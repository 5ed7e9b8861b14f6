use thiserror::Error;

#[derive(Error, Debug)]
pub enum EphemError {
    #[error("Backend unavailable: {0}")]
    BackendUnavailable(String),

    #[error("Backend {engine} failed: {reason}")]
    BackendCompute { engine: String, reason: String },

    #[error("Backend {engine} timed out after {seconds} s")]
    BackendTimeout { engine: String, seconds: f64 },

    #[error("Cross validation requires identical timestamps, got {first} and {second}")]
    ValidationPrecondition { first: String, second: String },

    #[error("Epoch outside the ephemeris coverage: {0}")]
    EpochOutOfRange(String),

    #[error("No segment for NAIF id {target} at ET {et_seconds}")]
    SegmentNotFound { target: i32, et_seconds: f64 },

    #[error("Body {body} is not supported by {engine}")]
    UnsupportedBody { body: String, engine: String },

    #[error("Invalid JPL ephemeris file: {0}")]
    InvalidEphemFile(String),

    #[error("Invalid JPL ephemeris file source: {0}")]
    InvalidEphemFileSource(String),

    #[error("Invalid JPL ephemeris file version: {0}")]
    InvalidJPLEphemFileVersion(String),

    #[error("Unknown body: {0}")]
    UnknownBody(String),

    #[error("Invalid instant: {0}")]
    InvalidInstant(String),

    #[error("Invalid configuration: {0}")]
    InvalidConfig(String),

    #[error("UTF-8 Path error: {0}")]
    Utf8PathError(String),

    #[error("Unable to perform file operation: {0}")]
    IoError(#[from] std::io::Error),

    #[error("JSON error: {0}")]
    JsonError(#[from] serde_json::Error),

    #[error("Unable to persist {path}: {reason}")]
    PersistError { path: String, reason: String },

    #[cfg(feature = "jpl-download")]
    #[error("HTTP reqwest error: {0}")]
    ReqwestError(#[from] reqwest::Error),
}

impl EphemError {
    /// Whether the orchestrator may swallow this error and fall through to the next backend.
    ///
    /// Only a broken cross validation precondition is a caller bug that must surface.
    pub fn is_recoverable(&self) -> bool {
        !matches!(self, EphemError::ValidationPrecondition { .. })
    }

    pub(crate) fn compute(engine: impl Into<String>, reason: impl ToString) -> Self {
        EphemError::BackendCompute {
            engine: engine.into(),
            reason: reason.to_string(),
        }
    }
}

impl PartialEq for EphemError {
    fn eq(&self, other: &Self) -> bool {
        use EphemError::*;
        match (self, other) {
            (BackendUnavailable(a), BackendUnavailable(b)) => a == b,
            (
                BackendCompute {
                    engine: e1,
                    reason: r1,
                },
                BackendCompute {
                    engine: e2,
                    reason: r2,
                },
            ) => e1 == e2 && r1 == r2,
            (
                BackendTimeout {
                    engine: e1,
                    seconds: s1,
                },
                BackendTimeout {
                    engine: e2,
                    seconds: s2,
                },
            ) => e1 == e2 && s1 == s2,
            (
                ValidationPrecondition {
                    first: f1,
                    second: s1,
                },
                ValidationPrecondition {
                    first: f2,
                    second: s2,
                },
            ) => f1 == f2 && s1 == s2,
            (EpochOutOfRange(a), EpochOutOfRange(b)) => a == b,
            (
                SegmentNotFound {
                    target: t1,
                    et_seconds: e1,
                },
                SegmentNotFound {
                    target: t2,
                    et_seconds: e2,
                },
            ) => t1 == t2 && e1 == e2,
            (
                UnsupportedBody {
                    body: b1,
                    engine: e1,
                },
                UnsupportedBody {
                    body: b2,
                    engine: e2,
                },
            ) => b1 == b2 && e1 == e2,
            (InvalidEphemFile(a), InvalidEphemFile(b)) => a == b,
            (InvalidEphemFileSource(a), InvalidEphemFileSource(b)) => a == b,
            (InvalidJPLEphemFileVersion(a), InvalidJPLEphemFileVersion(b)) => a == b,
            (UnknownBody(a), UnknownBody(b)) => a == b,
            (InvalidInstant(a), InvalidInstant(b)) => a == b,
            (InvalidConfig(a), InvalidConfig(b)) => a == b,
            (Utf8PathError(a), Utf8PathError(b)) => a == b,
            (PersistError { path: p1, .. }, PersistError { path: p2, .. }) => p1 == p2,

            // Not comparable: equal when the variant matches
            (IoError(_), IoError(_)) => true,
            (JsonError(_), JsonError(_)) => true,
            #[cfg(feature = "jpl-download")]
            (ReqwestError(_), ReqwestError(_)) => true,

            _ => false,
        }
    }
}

○ ○ ○ ○ ○

Task requirements → Up to and including the line with "engine: String, reason: String", repeat the entries exactly, beginning at their first line.

Output of the task →
repository 5ed7e9b8861b14f6
use thiserror::Error;

#[derive(Error, Debug)]
pub enum EphemError {
    #[error("Backend unavailable: {0}")]
    BackendUnavailable(String),

    #[error("Backend {engine} failed: {reason}")]
    BackendCompute { engine: String, reason: String },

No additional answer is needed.